A las mujeres les gusta todo este pelo en ti, apuesto.

Se ve bien.

Diferente, pero bien.

Se pone a trabajar, charlando mientras quita algo de peso a la melena que he dejado crecer mientras he estado fuera.

—¿Cómo ha estado tu hermano Lawson?

—pregunta.

—Igual.

—Ya no viene a verme.

Probablemente va a uno de esos salones y spas cerca del trabajo —dice con una sonrisa irónica.

—Bueno, no ofreces pedicuras, Quincy —me encojo de hombros—.

¿Qué esperas?

Se ríe profundamente.

—Tienes razón, no lo hago.

Y va a seguir así.

Aunque vi a uno de tus primos hace unas semanas.

—¿Ah sí?

¿Cuál?

—Luciano.

¿Hablas con ellos alguna vez?

—No lo he hecho en mucho tiempo, no.

—Quizás sea lo mejor —responde Quincy, concentrándose mucho en lo que está haciendo.

—Sí, la familia es complicada.

—Así es.

Especialmente tu familia —.

Sus ojos se encuentran brevemente con los míos con ese destello de significado adicional.

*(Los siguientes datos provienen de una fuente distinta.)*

use scraper::{ElementRef, Html, Selector};
use thiserror::Error;

use crate::record::{AnimalRecord, Field};

/// Class marking one animal's block on a listing page.
pub const CARD_SELECTOR: &str = "div.gridResult";

/// Problems that make a single result card unreadable.
#[derive(Error, Debug, PartialEq)]
pub enum ExtractError {
    #[error("result card contains another result card")]
    NestedCard,
}

/// Compiled selectors for a listing page.
pub struct CardReader {
    card: Selector,
    fields: Vec<(Field, Selector)>,
}

impl Default for CardReader {
    fn default() -> Self {
        Self::new()
    }
}

impl CardReader {
    pub fn new() -> Self {
        let card = Selector::parse(CARD_SELECTOR).unwrap();
        let fields = Field::ALL
            .iter()
            .map(|field| {
                let selector = Selector::parse(&format!("span.{}.results", field.label())).unwrap();
                (*field, selector)
            })
            .collect();

        Self { card, fields }
    }

    pub fn cards<'a>(&'a self, document: &'a Html) -> impl Iterator<Item = ElementRef<'a>> + 'a {
        document.select(&self.card)
    }

    /// Read every field of one card. Missing fields become the absent-marker;
    /// a field given more than once takes its first value.
    pub fn read_card(&self, card: ElementRef) -> Result<AnimalRecord, ExtractError> {
        let nested = card
            .descendants()
            .skip(1)
            .filter_map(ElementRef::wrap)
            .any(|el| self.card.matches(&el));
        if nested {
            return Err(ExtractError::NestedCard);
        }

        let mut record = AnimalRecord::default();
        for (field, selector) in &self.fields {
            let mut values = card
                .select(selector)
                .map(|el| el.text().collect::<String>().trim().to_string());

            let Some(value) = values.next() else {
                continue;
            };
            if let Some(other) = values.find(|other| *other != value) {
                log::warn!(
                    "Card has more than one {}: keeping '{}', ignoring '{}'",
                    field.label(),
                    value,
                    other
                );
            }
            record.set(*field, value);
        }

        Ok(record)
    }
}

/// Pull every animal off a listing page, in document order.
///
/// An absent document (the fetch failed) yields no records. A card that
/// cannot be read is skipped and the rest of the page is still returned.
pub fn extract(document: Option<&Html>) -> Vec<AnimalRecord> {
    let Some(document) = document else {
        return Vec::new();
    };

    let reader = CardReader::new();
    let mut records = Vec::new();

    for (position, card) in reader.cards(document).enumerate() {
        match reader.read_card(card) {
            Ok(record) => records.push(record),
            Err(e) => log::warn!("Error extracting data for card {}: {}", position, e),
        }
    }

    if !records.is_empty() && records.iter().all(|r| r.matched_fields() == 0) {
        log::warn!(
            "{} result cards found but none had a recognised field; the listing markup may have changed",
            records.len()
        );
    }

    records
}

/// Convenience wrapper for raw HTML.
pub fn extract_html(html: &str) -> Vec<AnimalRecord> {
    let document = Html::parse_document(html);
    extract(Some(&document))
}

Es uno de esos comentarios con los que realmente no puedo discutir ni estar de acuerdo a menos que quiera invitar a una conversación más profunda, y eso nunca es una buena idea cuando se trata de la familia de mamá.

Cuando Quincy termina de recortar mi vello facial, todo se ve y se siente mucho mejor.

Lo examino brevemente en el espejo antes de girarme y estrechar su mano.

—Siempre es bueno verte, Dex —dice.

—Igualmente, Q.

Muchas gracias.

Eso no tomó tanto tiempo como pensé, así que conduzco por la ciudad, pasando por algunos de los lugares que no he visto en años para asegurarme de que todavía están ahí.

Esta es la hora de la noche que normalmente se hace larga y que he llegado a temer.

Mi teléfono suena, y veo que es el número de Grace.

—Hola, Grace —respondo mientras mis ojos recorren las luces de la ciudad a través del parabrisas.

—Hola, Dex —.

No he escuchado su voz en mucho tiempo, pero no recuerdo que sonara tan…

suave—.

Lamento lo de tu padre.

—Todavía le están haciendo pruebas —respondo, realmente deseando evitar este tema.

—Claro, por supuesto.

Um…

¿dónde estás?

Miro el tablero de donde sale su voz por el bluetooth.

Realmente espero que esa pregunta no signifique lo que creo que significa.

—En casa —digo, probando la teoría.

—Suenas como si estuvieras conduciendo —dice, pareciendo divertida.

—Estoy conduciendo a casa.

—Genial.

Entonces supongo que te veré en breve.

Agarro el volante con fuerza.

¿Estás bromeando?

—Grace, te dije que no vinieras.

—Ya estaba aquí —se ríe, pero suena un poco nerviosa.

Suspiro profundamente, mis pensamientos inmediatamente vuelven a Raya en la casa de huéspedes.

Si Grace pensaba que ahí es donde se iba a quedar, se va a llevar una sorpresa.

No llamar con antelación significa que no hay un lugar garantizado para quedarse, y sé que puede permitirse cualquier hotel de la ciudad.

—Espero que tengas reservas en algún lado —le digo después de una larga pausa.

—Oh.

Eso no es un problema.

Lo resolveré después de que llegues.